WHAT THIS TASK INVOLVES ->
Copy each line below that has "Relaxed".

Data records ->
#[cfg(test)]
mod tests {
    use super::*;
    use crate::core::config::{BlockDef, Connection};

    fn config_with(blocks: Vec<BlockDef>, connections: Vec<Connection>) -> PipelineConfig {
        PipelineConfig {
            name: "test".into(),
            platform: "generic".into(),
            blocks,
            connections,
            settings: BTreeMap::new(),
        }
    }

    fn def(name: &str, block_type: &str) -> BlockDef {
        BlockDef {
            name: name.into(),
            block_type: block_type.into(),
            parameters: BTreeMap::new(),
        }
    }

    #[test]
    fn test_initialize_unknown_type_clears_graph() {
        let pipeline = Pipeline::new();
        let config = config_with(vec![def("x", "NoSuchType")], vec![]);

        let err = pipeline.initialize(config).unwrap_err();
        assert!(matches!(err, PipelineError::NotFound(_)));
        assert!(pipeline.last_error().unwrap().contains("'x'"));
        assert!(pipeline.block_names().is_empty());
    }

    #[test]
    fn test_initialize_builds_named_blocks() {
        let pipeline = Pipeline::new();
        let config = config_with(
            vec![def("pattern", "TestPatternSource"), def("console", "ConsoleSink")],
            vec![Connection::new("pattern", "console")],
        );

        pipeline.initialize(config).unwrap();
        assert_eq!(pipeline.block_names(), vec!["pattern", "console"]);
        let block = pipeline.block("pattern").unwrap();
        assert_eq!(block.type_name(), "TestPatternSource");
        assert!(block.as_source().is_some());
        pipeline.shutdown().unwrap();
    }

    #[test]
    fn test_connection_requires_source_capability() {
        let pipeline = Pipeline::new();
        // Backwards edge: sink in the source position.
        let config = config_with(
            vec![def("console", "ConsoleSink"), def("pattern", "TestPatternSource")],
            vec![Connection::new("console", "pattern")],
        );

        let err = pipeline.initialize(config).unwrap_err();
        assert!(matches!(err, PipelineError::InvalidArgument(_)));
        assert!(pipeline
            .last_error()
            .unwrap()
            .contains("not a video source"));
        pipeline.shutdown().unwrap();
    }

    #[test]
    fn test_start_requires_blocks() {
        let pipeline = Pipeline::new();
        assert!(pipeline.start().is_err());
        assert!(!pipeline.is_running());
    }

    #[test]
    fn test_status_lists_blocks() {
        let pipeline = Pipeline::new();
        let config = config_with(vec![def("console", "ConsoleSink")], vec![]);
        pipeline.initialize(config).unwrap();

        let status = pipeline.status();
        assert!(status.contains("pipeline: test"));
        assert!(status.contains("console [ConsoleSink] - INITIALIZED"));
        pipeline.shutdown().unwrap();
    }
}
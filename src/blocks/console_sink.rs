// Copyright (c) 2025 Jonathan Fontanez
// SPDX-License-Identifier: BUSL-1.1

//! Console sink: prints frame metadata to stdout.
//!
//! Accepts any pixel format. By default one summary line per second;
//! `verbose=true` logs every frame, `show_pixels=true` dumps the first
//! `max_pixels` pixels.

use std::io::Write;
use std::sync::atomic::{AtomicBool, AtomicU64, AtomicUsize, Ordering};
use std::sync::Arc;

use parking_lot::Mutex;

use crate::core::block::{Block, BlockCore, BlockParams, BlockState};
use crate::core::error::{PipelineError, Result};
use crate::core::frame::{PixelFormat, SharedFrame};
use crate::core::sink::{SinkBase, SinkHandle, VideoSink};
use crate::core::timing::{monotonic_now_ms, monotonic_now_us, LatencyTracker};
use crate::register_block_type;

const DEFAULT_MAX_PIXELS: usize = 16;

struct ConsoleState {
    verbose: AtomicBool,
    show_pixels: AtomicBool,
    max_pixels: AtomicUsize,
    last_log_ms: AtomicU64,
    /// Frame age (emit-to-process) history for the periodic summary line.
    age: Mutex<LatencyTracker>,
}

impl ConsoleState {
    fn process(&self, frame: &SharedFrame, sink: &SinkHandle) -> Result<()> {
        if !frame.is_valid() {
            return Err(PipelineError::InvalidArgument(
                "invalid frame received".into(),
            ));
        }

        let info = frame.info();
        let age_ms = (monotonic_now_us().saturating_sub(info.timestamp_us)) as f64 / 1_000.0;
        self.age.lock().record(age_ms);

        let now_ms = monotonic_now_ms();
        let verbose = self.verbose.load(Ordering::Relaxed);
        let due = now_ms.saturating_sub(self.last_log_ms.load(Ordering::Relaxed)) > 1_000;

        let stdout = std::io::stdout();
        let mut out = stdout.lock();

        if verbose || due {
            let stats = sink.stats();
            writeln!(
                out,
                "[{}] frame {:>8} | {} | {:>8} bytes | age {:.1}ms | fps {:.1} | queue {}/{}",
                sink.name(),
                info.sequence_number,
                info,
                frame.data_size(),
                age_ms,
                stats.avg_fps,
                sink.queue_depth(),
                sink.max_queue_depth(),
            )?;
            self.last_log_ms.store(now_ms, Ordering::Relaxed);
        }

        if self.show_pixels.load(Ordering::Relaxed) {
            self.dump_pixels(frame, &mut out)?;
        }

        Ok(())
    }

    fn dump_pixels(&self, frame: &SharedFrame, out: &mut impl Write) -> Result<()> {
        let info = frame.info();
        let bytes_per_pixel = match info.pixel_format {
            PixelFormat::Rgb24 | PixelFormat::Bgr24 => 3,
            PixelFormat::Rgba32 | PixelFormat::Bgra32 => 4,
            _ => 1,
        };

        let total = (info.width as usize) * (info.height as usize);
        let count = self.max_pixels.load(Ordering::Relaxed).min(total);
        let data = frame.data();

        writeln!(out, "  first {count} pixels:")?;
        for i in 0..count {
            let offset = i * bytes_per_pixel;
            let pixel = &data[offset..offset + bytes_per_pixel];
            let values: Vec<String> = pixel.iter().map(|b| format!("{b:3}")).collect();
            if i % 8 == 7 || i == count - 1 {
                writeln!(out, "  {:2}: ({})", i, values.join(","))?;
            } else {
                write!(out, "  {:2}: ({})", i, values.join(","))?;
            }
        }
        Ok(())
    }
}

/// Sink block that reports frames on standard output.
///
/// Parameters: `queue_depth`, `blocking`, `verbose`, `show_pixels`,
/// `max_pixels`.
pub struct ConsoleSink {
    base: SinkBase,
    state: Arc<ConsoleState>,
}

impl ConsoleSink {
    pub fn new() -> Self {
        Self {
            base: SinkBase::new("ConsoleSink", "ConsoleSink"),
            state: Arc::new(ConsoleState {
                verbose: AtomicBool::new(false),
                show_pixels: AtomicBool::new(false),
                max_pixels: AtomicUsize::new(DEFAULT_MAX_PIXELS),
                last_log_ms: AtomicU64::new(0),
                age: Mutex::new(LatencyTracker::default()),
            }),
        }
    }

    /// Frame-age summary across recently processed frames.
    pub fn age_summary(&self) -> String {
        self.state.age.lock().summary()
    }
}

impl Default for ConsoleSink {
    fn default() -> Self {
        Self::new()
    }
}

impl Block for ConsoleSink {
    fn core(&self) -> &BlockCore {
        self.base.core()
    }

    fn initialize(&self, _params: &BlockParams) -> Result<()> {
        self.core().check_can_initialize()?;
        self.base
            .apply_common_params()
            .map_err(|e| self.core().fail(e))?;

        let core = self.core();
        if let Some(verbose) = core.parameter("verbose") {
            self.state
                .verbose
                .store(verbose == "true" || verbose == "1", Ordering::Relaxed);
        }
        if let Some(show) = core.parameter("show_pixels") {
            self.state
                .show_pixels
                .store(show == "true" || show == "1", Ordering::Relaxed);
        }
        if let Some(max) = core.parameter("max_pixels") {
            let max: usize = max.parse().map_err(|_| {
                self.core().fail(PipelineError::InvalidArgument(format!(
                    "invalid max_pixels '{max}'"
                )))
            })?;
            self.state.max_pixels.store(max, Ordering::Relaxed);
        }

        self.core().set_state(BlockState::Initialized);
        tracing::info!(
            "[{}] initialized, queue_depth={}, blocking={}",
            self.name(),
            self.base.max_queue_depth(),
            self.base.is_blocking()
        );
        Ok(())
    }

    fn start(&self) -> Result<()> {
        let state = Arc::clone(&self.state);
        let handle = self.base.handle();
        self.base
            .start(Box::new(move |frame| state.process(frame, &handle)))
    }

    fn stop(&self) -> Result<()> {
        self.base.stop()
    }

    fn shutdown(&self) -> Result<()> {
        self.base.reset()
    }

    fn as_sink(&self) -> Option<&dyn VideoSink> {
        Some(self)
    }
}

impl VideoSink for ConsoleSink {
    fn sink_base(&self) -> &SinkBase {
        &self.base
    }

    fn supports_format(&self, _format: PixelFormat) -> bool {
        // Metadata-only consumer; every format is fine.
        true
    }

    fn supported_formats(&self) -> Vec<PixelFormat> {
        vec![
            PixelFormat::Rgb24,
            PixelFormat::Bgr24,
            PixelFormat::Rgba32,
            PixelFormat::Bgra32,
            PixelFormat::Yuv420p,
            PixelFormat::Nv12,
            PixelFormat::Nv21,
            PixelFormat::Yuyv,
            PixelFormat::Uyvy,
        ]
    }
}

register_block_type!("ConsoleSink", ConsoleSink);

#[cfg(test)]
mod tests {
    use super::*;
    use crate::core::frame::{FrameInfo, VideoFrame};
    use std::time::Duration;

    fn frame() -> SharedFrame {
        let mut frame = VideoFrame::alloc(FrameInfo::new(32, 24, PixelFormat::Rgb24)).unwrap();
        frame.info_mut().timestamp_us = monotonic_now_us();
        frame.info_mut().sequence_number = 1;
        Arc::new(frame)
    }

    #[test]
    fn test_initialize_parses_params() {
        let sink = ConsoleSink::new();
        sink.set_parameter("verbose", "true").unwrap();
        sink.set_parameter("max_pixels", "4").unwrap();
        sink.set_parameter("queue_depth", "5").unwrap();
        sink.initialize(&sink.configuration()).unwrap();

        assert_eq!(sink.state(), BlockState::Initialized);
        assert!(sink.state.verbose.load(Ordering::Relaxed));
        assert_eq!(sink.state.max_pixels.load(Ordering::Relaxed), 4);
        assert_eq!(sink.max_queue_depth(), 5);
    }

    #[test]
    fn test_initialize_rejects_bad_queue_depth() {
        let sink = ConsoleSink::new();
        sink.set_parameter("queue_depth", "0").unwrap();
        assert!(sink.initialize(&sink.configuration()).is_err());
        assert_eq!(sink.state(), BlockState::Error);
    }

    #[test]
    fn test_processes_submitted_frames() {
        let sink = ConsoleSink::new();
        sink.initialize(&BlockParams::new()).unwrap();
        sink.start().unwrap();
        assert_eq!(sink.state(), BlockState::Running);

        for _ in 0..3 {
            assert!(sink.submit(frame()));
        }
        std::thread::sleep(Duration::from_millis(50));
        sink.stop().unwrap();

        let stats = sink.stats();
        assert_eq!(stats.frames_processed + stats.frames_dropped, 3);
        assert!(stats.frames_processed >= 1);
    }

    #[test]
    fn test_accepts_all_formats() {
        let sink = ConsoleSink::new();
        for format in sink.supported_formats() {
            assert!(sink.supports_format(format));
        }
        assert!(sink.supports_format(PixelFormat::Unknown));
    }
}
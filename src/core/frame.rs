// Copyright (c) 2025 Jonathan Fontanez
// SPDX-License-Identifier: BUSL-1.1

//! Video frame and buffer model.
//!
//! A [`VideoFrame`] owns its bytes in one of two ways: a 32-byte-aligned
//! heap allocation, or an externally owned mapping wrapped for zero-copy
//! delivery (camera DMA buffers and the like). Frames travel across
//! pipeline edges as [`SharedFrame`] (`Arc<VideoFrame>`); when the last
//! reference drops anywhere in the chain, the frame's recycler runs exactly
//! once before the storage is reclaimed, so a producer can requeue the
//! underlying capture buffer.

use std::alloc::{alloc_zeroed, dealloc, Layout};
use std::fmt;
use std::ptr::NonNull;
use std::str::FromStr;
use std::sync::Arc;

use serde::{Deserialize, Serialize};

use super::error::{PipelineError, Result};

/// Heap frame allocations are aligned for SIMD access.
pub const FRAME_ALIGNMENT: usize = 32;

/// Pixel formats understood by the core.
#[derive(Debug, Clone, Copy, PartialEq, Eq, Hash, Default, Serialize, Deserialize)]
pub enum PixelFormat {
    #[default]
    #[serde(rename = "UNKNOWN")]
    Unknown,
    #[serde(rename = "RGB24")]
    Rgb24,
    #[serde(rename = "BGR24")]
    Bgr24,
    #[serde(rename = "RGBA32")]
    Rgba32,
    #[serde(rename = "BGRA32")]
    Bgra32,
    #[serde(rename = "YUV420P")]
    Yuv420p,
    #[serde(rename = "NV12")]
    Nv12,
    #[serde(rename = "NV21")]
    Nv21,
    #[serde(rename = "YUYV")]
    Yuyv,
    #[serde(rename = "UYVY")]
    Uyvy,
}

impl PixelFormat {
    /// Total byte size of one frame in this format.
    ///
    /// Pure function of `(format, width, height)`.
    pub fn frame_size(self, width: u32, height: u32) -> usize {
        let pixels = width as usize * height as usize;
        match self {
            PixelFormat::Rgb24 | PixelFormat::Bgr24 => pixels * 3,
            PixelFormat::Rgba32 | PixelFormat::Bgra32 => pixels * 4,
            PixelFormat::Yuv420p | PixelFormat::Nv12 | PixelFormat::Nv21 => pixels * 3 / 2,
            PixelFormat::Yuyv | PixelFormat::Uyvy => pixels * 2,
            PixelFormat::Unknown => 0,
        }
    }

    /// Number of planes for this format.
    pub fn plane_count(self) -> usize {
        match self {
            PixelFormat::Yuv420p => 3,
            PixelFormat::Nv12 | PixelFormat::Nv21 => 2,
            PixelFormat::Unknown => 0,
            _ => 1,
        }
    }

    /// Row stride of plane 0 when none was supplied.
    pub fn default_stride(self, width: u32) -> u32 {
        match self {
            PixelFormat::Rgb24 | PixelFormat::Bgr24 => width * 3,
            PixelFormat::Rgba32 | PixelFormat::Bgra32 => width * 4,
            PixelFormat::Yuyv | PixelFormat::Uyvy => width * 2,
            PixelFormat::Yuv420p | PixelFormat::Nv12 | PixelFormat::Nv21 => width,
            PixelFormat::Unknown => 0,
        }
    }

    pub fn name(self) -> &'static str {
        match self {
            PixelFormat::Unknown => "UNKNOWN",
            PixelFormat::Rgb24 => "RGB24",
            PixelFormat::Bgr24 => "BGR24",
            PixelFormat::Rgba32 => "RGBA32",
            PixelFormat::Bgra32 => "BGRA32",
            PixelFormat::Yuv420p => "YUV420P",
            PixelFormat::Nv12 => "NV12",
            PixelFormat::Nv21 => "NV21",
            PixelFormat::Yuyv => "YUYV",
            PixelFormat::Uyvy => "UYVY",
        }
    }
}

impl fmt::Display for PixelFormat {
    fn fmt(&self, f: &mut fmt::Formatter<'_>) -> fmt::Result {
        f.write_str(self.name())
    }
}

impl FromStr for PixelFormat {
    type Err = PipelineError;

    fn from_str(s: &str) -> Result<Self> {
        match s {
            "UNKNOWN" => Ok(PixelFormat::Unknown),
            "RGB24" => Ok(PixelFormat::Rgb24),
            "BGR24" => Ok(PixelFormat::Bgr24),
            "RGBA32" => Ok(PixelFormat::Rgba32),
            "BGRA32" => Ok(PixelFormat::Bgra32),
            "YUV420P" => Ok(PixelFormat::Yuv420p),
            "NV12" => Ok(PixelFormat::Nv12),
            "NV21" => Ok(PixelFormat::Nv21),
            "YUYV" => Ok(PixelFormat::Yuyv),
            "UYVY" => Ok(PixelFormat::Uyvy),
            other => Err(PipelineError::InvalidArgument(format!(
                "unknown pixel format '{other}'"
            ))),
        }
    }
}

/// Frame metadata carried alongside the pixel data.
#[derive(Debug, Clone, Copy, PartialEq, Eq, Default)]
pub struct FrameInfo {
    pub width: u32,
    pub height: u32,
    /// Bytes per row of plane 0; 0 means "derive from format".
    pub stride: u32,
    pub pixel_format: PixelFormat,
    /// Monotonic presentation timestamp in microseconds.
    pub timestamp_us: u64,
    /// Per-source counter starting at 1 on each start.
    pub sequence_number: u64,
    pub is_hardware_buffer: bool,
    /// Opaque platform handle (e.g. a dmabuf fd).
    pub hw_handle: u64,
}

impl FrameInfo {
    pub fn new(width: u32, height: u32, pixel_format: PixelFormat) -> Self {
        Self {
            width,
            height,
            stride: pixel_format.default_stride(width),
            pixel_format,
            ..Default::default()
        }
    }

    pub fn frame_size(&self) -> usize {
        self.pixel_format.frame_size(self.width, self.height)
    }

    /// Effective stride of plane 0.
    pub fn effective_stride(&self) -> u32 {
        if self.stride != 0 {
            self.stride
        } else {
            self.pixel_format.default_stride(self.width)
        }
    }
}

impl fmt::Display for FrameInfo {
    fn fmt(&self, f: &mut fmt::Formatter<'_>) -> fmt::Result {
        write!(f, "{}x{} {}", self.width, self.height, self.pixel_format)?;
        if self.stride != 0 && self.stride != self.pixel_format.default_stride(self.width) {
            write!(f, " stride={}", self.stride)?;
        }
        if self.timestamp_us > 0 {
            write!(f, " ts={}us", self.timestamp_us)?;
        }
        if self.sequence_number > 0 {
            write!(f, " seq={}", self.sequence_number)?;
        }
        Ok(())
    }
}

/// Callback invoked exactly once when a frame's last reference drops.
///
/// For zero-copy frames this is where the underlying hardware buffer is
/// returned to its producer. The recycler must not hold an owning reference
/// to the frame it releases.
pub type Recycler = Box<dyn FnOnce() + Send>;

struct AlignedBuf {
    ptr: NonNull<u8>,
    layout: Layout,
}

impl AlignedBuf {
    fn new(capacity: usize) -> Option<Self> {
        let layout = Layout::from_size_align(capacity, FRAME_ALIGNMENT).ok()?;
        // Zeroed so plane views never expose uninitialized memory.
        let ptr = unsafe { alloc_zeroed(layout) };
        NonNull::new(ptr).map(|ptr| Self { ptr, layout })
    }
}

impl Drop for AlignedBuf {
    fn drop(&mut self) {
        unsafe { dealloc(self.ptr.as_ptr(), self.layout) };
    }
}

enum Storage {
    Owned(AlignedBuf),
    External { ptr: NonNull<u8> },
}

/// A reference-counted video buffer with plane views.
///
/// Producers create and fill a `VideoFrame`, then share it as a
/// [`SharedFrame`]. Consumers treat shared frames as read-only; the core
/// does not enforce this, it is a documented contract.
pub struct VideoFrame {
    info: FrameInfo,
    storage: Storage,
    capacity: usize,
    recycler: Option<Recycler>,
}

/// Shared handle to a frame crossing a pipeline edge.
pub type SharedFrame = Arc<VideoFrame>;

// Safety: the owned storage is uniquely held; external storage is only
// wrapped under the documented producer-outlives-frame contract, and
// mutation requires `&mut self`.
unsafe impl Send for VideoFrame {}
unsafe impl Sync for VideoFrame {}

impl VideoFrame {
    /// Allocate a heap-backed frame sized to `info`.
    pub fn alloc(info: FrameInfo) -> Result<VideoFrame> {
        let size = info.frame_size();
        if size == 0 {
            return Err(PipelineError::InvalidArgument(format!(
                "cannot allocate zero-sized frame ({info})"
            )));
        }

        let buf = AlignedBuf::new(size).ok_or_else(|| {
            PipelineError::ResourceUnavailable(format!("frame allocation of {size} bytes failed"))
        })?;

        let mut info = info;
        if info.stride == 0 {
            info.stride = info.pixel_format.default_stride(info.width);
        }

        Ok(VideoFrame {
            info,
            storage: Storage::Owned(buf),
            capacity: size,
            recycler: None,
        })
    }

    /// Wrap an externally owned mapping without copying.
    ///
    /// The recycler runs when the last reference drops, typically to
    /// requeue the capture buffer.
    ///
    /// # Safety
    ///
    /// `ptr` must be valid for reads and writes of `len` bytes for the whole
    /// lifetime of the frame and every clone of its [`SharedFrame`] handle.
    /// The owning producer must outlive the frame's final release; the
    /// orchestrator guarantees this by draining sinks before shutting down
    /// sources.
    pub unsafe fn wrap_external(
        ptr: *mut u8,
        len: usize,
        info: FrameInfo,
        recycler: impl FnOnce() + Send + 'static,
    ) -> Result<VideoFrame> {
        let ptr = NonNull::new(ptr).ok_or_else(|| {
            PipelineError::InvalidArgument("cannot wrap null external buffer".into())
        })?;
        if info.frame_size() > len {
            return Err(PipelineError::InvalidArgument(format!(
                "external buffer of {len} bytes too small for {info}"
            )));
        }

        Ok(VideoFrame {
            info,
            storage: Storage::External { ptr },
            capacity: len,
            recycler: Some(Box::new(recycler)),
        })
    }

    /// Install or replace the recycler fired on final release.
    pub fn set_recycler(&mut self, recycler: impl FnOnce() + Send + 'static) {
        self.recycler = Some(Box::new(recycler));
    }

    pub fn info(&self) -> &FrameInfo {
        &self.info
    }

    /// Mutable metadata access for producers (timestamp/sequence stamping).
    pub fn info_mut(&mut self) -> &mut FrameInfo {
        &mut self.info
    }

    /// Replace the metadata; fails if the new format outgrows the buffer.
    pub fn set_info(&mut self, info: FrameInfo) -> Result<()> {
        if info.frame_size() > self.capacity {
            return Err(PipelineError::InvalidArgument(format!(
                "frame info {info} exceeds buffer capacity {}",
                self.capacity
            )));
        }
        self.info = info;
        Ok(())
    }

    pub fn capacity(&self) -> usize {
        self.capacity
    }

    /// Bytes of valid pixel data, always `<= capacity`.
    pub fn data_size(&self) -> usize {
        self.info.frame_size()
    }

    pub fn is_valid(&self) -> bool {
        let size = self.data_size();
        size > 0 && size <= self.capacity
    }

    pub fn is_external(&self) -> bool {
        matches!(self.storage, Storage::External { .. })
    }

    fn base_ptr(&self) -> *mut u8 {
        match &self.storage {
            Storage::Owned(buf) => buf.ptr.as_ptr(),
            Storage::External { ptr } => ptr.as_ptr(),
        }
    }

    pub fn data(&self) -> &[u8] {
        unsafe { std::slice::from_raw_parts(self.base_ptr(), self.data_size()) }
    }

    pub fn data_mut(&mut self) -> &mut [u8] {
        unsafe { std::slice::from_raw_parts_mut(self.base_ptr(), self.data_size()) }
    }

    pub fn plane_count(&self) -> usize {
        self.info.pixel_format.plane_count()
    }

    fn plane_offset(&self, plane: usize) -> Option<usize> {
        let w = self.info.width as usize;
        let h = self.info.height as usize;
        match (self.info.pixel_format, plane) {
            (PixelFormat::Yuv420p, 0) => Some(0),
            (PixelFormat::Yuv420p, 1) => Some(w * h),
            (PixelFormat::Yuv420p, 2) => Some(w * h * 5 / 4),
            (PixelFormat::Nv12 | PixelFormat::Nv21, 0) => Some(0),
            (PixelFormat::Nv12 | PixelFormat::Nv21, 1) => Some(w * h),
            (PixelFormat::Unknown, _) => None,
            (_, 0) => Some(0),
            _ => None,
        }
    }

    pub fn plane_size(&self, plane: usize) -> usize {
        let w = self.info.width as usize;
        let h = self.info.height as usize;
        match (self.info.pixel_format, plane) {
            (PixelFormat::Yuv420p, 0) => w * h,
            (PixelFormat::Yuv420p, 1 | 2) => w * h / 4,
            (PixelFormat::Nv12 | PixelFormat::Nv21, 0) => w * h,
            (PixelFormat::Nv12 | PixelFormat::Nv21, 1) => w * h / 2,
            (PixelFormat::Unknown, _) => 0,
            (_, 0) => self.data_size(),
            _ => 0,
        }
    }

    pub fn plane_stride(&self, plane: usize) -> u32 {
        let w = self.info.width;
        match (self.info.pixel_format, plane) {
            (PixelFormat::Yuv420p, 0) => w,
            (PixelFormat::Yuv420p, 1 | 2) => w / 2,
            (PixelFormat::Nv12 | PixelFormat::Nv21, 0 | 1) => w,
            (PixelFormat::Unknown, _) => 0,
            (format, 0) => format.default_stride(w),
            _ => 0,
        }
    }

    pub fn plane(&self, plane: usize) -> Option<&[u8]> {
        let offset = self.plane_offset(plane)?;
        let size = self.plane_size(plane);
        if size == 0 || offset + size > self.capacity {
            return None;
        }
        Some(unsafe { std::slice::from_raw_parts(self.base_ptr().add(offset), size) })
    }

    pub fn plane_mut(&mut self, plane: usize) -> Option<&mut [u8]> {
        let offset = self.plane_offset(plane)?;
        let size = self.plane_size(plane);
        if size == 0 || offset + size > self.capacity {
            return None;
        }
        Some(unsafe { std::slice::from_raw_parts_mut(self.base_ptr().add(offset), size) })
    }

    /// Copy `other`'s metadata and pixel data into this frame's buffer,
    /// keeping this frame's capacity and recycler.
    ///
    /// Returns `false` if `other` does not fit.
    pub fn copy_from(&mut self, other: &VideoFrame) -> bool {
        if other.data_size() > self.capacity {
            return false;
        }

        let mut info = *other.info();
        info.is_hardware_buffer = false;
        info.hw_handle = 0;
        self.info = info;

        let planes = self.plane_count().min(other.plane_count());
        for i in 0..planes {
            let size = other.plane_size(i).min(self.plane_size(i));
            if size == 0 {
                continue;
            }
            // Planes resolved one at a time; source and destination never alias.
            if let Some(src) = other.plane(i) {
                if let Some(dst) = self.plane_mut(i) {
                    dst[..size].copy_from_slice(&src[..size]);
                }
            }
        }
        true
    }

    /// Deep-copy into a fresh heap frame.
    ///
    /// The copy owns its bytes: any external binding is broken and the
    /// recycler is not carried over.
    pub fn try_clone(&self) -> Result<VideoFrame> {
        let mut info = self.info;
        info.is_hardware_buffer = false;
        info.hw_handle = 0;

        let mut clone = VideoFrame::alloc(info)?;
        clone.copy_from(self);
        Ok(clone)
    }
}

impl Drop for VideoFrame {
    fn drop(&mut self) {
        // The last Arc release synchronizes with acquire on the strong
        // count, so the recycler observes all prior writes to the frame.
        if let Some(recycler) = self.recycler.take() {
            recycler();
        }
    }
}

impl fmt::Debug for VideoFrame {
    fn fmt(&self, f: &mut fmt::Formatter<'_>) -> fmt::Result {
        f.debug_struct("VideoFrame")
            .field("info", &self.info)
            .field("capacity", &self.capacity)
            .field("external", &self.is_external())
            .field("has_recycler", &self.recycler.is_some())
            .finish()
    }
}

TASK RESULT ->
        let verbose = self.verbose.load(Ordering::Relaxed);
        let due = now_ms.saturating_sub(self.last_log_ms.load(Ordering::Relaxed)) > 1_000;
            self.last_log_ms.store(now_ms, Ordering::Relaxed);
        if self.show_pixels.load(Ordering::Relaxed) {
        let count = self.max_pixels.load(Ordering::Relaxed).min(total);
                .store(verbose == "true" || verbose == "1", Ordering::Relaxed);
                .store(show == "true" || show == "1", Ordering::Relaxed);
            self.state.max_pixels.store(max, Ordering::Relaxed);
        assert!(sink.state.verbose.load(Ordering::Relaxed));
        assert_eq!(sink.state.max_pixels.load(Ordering::Relaxed), 4);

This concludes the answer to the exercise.